This iterative process helps reduce the chance that you develop new code based on a buggy or failed previous versions. With this method, you strive to have less human intervention or even no intervention at all, from the development of new code until its deployment.

In this post, I will be going through the following topics:

- Basics of GitHub Actions
- First GitHub Action
- Creating Google Service Account
- Giving access to Service account
- Configuring DVC to use Google Service account
- Configuring Github Action

![Docker](images/basic_flow.png)

References

- [Configuring service account](https://dvc.org/doc/user-guide/setup-google-drive-remote)

- [Github actions](https://docs.github.com/en/actions/quickstart)

## Week 7: Container Registry - AWS ECR

Refer to the [Blog Post here](https://deep-learning-blogs.vercel.app/blog/mlops-container-registry)

A container registry is a place to store container images. A container image is a file comprised of multiple layers which can execute applications in a single instance. Hosting all the images in one stored location allows users to commit, identify and pull images when needed.

Amazon Simple Storage Service (S3) is a storage for the internet. It is designed for large-capacity, low-cost storage provision across multiple geographical regions.

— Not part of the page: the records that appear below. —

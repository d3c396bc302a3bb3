// SPDX-FileCopyrightText: 2026 Tandem Contributors
// SPDX-License-Identifier: MIT OR Apache-2.0

//! The local backend adapter.
//!
//! Wraps an [`InferenceEngine`] behind the [`ChatBackend`] contract and offers
//! schema-constrained calls for the classifier and the PII detector.

use std::sync::Arc;

use async_trait::async_trait;
use futures::StreamExt;
use schemars::JsonSchema;
use serde::de::DeserializeOwned;
use tokio::sync::{Mutex, OnceCell};
use tracing::{debug, info};

use tandem_config::TandemConfig;
use tandem_config::model::LocalConfig;
use tandem_core::TandemError;
use tandem_core::traits::{ChatBackend, InferenceEngine, PartialSink, PluginAdapter};
use tandem_core::types::{Backend, ChatTurn, EngineRequest, HealthStatus};

use crate::engine::OllamaEngine;
use crate::progress::InitProgress;
use crate::structured;

/// Local backend adapter with a one-shot readiness slot.
///
/// Every call made before an engine is installed fails with
/// [`TandemError::EngineNotReady`]. Chat streams run one at a time: an engine
/// reports the final text of its most recent stream only.
pub struct LocalAdapter {
    engine: OnceCell<Arc<dyn InferenceEngine>>,
    chat_slot: Mutex<()>,
    system_prompt: String,
    temperature: f32,
    max_tokens: u32,
}

impl LocalAdapter {
    /// An adapter with chat settings taken from `config`; not yet ready.
    pub fn new(config: &TandemConfig) -> Self {
        Self::with_settings(
            config.agent.system_prompt.clone(),
            config.local.temperature,
            config.local.max_tokens,
        )
    }

    pub fn with_settings(system_prompt: impl Into<String>, temperature: f32, max_tokens: u32) -> Self {
        Self {
            engine: OnceCell::new(),
            chat_slot: Mutex::new(()),
            system_prompt: system_prompt.into(),
            temperature,
            max_tokens,
        }
    }

    /// Load an [`OllamaEngine`] and install it. Concurrent callers share one load;
    /// once installed, later calls return immediately.
    pub async fn initialize<F>(&self, config: &LocalConfig, on_progress: F) -> Result<(), TandemError>
    where
        F: Fn(InitProgress) + Send + Sync,
    {
        let engine = self
            .engine
            .get_or_try_init(|| async {
                let engine = OllamaEngine::load(config, on_progress).await?;
                Ok::<_, TandemError>(Arc::new(engine) as Arc<dyn InferenceEngine>)
            })
            .await?;
        info!(model = engine.model_id(), "local engine ready");
        Ok(())
    }

    /// Install an already-built engine.
    pub fn install(&self, engine: Arc<dyn InferenceEngine>) -> Result<(), TandemError> {
        self.engine
            .set(engine)
            .map_err(|_| TandemError::Internal("local engine is already installed".to_string()))
    }

    pub fn is_ready(&self) -> bool {
        self.engine.initialized()
    }

    fn engine(&self) -> Result<&Arc<dyn InferenceEngine>, TandemError> {
        self.engine.get().ok_or(TandemError::EngineNotReady)
    }

    /// Ask the engine for a JSON value of type `T`.
    ///
    /// The request carries `T`'s JSON schema; the reply is parsed with
    /// best-effort extraction. A reply with no usable JSON is a
    /// [`TandemError::StreamParse`] carrying a prefix of the raw text.
    pub async fn structured<T>(
        &self,
        system: &str,
        prompt: &str,
        temperature: f32,
        max_tokens: u32,
    ) -> Result<T, TandemError>
    where
        T: DeserializeOwned + JsonSchema,
    {
        let engine = self.engine()?;
        let request = EngineRequest {
            messages: vec![ChatTurn::system(system), ChatTurn::user(prompt)],
            temperature,
            max_tokens,
            response_format: Some(structured::response_format_for::<T>()?),
        };

        let reply = engine.complete(request).await?;
        debug!(len = reply.len(), "structured reply received");
        structured::extract_json(&reply).ok_or_else(|| {
            let preview: String = reply.chars().take(80).collect();
            TandemError::StreamParse(format!("no usable JSON in model output: {preview:?}"))
        })
    }
}

#[async_trait]
impl PluginAdapter for LocalAdapter {
    fn name(&self) -> &str {
        "local"
    }

    fn version(&self) -> semver::Version {
        semver::Version::new(0, 1, 0)
    }

    fn backend(&self) -> Backend {
        Backend::Local
    }

    async fn health_check(&self) -> Result<HealthStatus, TandemError> {
        Ok(match self.engine.get() {
            Some(_) => HealthStatus::Healthy,
            None => HealthStatus::Degraded("local model is still loading".to_string()),
        })
    }

    async fn shutdown(&self) -> Result<(), TandemError> {
        Ok(())
    }
}

#[async_trait]
impl ChatBackend for LocalAdapter {
    async fn complete(
        &self,
        history: &[ChatTurn],
        on_partial: PartialSink<'_>,
    ) -> Result<String, TandemError> {
        let engine = self.engine()?;

        let mut messages = Vec::with_capacity(history.len() + 1);
        messages.push(ChatTurn::system(self.system_prompt.clone()));
        messages.extend_from_slice(history);

        let request = EngineRequest {
            messages,
            temperature: self.temperature,
            max_tokens: self.max_tokens,
            response_format: None,
        };

        // Held until the final message is read, so another turn's stream
        // cannot replace it.
        let _slot = self.chat_slot.lock().await;
        let mut chunks = engine.stream_chat(request).await?;
        let mut buffer = String::new();
        while let Some(chunk) = chunks.next().await {
            buffer.push_str(&chunk?.delta);
            on_partial(&buffer);
        }

        let final_text = engine.final_message().await?;
        if final_text != buffer {
            debug!(
                streamed = buffer.len(),
                authoritative = final_text.len(),
                "final message differs from streamed text"
            );
        }
        on_partial(&final_text);
        Ok(final_text)
    }
}

#[cfg(test)]
mod tests {
    use super::*;
    use serde::Deserialize;
    use tandem_test_utils::{MockEngine, MockReply};

    #[derive(Debug, Deserialize, JsonSchema)]
    struct Verdict {
        ok: bool,
    }

    fn adapter_with(engine: MockEngine) -> (LocalAdapter, Arc<MockEngine>) {
        let engine = Arc::new(engine);
        let adapter = LocalAdapter::with_settings("You are a helpful AI assistant.", 0.7, 1000);
        adapter.install(engine.clone()).unwrap();
        (adapter, engine)
    }

    #[tokio::test]
    async fn calls_before_install_are_not_ready() {
        let adapter = LocalAdapter::with_settings("sys", 0.7, 100);
        assert!(!adapter.is_ready());

        let mut sink = |_: &str| {};
        let err = adapter.complete(&[ChatTurn::user("hi")], &mut sink).await.unwrap_err();
        assert!(matches!(err, TandemError::EngineNotReady));

        let err = adapter
            .structured::<Verdict>("sys", "hi", 0.0, 10)
            .await
            .unwrap_err();
        assert!(matches!(err, TandemError::EngineNotReady));

        assert!(matches!(
            adapter.health_check().await.unwrap(),
            HealthStatus::Degraded(_)
        ));
    }

    #[tokio::test]
    async fn partials_accumulate_then_final_overrides() {
        let engine = MockEngine::with_replies([MockReply::chunks(["Hel", "lo wor", "ld"])]);
        engine.set_final_message("Hello world!");
        let (adapter, engine) = adapter_with(engine);

        let mut seen = Vec::new();
        let mut sink = |text: &str| seen.push(text.to_string());
        let out = adapter
            .complete(&[ChatTurn::user("greet me")], &mut sink)
            .await
            .unwrap();

        assert_eq!(out, "Hello world!");
        assert_eq!(seen, vec!["Hel", "Hello wor", "Hello world", "Hello world!"]);

        let sent = &engine.requests()[0];
        assert_eq!(sent.messages[0], ChatTurn::system("You are a helpful AI assistant."));
        assert_eq!(sent.messages[1], ChatTurn::user("greet me"));
        assert_eq!(sent.max_tokens, 1000);
        assert!(sent.response_format.is_none());
    }

    #[tokio::test]
    async fn structured_parses_and_sends_schema() {
        let (adapter, engine) =
            adapter_with(MockEngine::with_replies([MockReply::text("Result: {\"ok\": true}")]));

        let verdict: Verdict = adapter.structured("judge", "is it ok?", 0.1, 200).await.unwrap();
        assert!(verdict.ok);

        let sent = &engine.requests()[0];
        assert_eq!(sent.messages, vec![ChatTurn::system("judge"), ChatTurn::user("is it ok?")]);
        assert_eq!(sent.max_tokens, 200);
        let schema = &sent.response_format.as_ref().unwrap().schema;
        assert!(schema.contains("\"ok\""));
    }

    #[tokio::test]
    async fn structured_garbage_is_a_parse_error() {
        let (adapter, _) = adapter_with(MockEngine::with_replies([MockReply::text("I cannot.")]));
        let err = adapter
            .structured::<Verdict>("judge", "x", 0.1, 200)
            .await
            .unwrap_err();
        assert!(matches!(err, TandemError::StreamParse(_)));
    }

    #[tokio::test]
    async fn overlapping_chats_each_get_their_own_reply() {
        let engine = MockEngine::with_responder(|req| {
            match req.messages.last().map(|m| m.content.as_str()) {
                Some("first") => MockReply::chunks(["al", "ph", "a"]),
                _ => MockReply::chunks(["be", "ta"]),
            }
        });
        let (adapter, engine) = adapter_with(engine);

        let mut first_seen = Vec::new();
        let mut second_seen = Vec::new();
        let mut first_sink = |text: &str| first_seen.push(text.to_string());
        let mut second_sink = |text: &str| second_seen.push(text.to_string());
        let first_history = [ChatTurn::user("first")];
        let second_history = [ChatTurn::user("second")];

        let (first, second) = tokio::join!(
            adapter.complete(&first_history, &mut first_sink),
            adapter.complete(&second_history, &mut second_sink),
        );

        assert_eq!(first.unwrap(), "alpha");
        assert_eq!(second.unwrap(), "beta");
        assert!(first_seen.iter().all(|p| "alpha".starts_with(p.as_str())));
        assert!(second_seen.iter().all(|p| "beta".starts_with(p.as_str())));
        assert_eq!(engine.requests().len(), 2);
    }

    #[tokio::test]
    async fn engine_final_message_follows_latest_stream() {
        let engine = MockEngine::with_responder(|req| {
            match req.messages.last().map(|m| m.content.as_str()) {
                Some("first") => MockReply::chunks(["al", "pha"]),
                _ => MockReply::chunks(["be", "ta"]),
            }
        });
        let request = |text: &str| EngineRequest {
            messages: vec![ChatTurn::user(text)],
            temperature: 0.0,
            max_tokens: 10,
            response_format: None,
        };
        let mut first = engine.stream_chat(request("first")).await.unwrap();
        let second = engine.stream_chat(request("second")).await.unwrap();
        let _: Vec<_> = second.collect().await;
        while first.next().await.is_some() {}
        assert_eq!(engine.final_message().await.unwrap(), "beta");
    }

    #[test]
    fn second_install_is_rejected() {
        let (adapter, _) = adapter_with(MockEngine::new());
        assert!(adapter.install(Arc::new(MockEngine::new())).is_err());
        assert!(adapter.is_ready());
    }
}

In this week, I will be going through the following topics:

- `Basics of S3`

- `Programmatic access to S3`

- `Configuring AWS S3 as remote storage in DVC`

- `Basics of ECR`

- `Configuring GitHub Actions to use S3, ECR`

![Docker](images/ecr_flow.png)

## Week 8: Serverless Deployment - AWS Lambda

Refer to the [Blog Post here](https://deep-learning-blogs.vercel.app/blog/mlops-serverless)

A serverless architecture is a way to build and run applications and services without having to manage infrastructure. The application still runs on servers, but all the server management is done by third party service (AWS). We no longer have to provision, scale, and maintain servers to run the applications. By using a serverless architecture, developers can focus on their core product instead of worrying about managing and operating servers or runtimes, either in the cloud or on-premises.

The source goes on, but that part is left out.